■ Exercise description
Write out the whole listing again, exactly as given.

■ The data
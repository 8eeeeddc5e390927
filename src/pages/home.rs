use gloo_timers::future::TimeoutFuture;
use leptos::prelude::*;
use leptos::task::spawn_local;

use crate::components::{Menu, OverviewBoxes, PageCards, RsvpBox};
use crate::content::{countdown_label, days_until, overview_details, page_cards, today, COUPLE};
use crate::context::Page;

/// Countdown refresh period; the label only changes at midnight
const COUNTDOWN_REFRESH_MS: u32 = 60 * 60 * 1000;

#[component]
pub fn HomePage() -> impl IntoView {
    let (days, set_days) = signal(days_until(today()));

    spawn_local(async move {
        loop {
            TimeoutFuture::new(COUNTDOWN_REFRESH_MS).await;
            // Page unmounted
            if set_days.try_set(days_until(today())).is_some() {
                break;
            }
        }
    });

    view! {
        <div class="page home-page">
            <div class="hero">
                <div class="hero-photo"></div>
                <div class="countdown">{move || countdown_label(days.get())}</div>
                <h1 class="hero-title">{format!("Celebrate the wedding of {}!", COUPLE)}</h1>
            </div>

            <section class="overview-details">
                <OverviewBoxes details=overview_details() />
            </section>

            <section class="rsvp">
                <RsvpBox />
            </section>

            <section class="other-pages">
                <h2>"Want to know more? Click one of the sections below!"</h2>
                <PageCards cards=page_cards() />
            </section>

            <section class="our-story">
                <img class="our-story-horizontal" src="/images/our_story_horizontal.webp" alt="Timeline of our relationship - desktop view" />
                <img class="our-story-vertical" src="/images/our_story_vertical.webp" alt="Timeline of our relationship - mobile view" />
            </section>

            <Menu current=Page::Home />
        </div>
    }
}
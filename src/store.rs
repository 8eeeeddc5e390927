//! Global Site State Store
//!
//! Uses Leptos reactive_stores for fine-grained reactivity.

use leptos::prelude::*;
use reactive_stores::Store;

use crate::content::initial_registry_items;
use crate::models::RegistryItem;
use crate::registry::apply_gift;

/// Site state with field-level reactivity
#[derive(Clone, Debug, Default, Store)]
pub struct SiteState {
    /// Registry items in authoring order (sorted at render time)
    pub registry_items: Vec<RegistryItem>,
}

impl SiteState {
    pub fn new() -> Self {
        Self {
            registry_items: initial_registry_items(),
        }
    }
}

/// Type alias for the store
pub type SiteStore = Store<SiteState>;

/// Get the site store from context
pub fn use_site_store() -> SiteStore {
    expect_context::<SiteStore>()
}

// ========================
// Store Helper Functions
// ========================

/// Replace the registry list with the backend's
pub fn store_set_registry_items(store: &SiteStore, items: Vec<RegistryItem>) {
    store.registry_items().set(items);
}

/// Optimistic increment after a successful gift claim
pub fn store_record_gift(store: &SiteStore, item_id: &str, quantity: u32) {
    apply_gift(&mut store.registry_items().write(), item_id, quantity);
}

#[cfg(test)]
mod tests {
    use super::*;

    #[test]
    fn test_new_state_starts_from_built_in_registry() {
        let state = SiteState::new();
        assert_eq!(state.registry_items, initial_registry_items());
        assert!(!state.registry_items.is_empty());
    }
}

■ Exercise solution
repository 8eeeeddc5e390927
filename src/pages/home.rs
use gloo_timers::future::TimeoutFuture;
use leptos::prelude::*;
use leptos::task::spawn_local;

use crate::components::{Menu, OverviewBoxes, PageCards, RsvpBox};
use crate::content::{countdown_label, days_until, overview_details, page_cards, today, COUPLE};
use crate::context::Page;

/// Countdown refresh period; the label only changes at midnight
const COUNTDOWN_REFRESH_MS: u32 = 60 * 60 * 1000;

#[component]
pub fn HomePage() -> impl IntoView {
    let (days, set_days) = signal(days_until(today()));

    spawn_local(async move {
        loop {
            TimeoutFuture::new(COUNTDOWN_REFRESH_MS).await;
            // Page unmounted
            if set_days.try_set(days_until(today())).is_some() {
                break;
            }
        }
    });

    view! {
        <div class="page home-page">
            <div class="hero">
                <div class="hero-photo"></div>
                <div class="countdown">{move || countdown_label(days.get())}</div>
                <h1 class="hero-title">{format!("Celebrate the wedding of {}!", COUPLE)}</h1>
            </div>

            <section class="overview-details">
                <OverviewBoxes details=overview_details() />
            </section>

            <section class="rsvp">
                <RsvpBox />
            </section>

            <section class="other-pages">
                <h2>"Want to know more? Click one of the sections below!"</h2>
                <PageCards cards=page_cards() />
            </section>

            <section class="our-story">
                <img class="our-story-horizontal" src="/images/our_story_horizontal.webp" alt="Timeline of our relationship - desktop view" />
                <img class="our-story-vertical" src="/images/our_story_vertical.webp" alt="Timeline of our relationship - mobile view" />
            </section>

            <Menu current=Page::Home />
        </div>
    }
}
filename src/store.rs
repository 8eeeeddc5e390927
//! Global Site State Store
//!
//! Uses Leptos reactive_stores for fine-grained reactivity.

use leptos::prelude::*;
use reactive_stores::Store;

use crate::content::initial_registry_items;
use crate::models::RegistryItem;
use crate::registry::apply_gift;

/// Site state with field-level reactivity
#[derive(Clone, Debug, Default, Store)]
pub struct SiteState {
    /// Registry items in authoring order (sorted at render time)
    pub registry_items: Vec<RegistryItem>,
}

impl SiteState {
    pub fn new() -> Self {
        Self {
            registry_items: initial_registry_items(),
        }
    }
}

/// Type alias for the store
pub type SiteStore = Store<SiteState>;

/// Get the site store from context
pub fn use_site_store() -> SiteStore {
    expect_context::<SiteStore>()
}

// ========================
// Store Helper Functions
// ========================

/// Replace the registry list with the backend's
pub fn store_set_registry_items(store: &SiteStore, items: Vec<RegistryItem>) {
    store.registry_items().set(items);
}

/// Optimistic increment after a successful gift claim
pub fn store_record_gift(store: &SiteStore, item_id: &str, quantity: u32) {
    apply_gift(&mut store.registry_items().write(), item_id, quantity);
}

#[cfg(test)]
mod tests {
    use super::*;

    #[test]
    fn test_new_state_starts_from_built_in_registry() {
        let state = SiteState::new();
        assert_eq!(state.registry_items, initial_registry_items());
        assert!(!state.registry_items.is_empty());
    }
}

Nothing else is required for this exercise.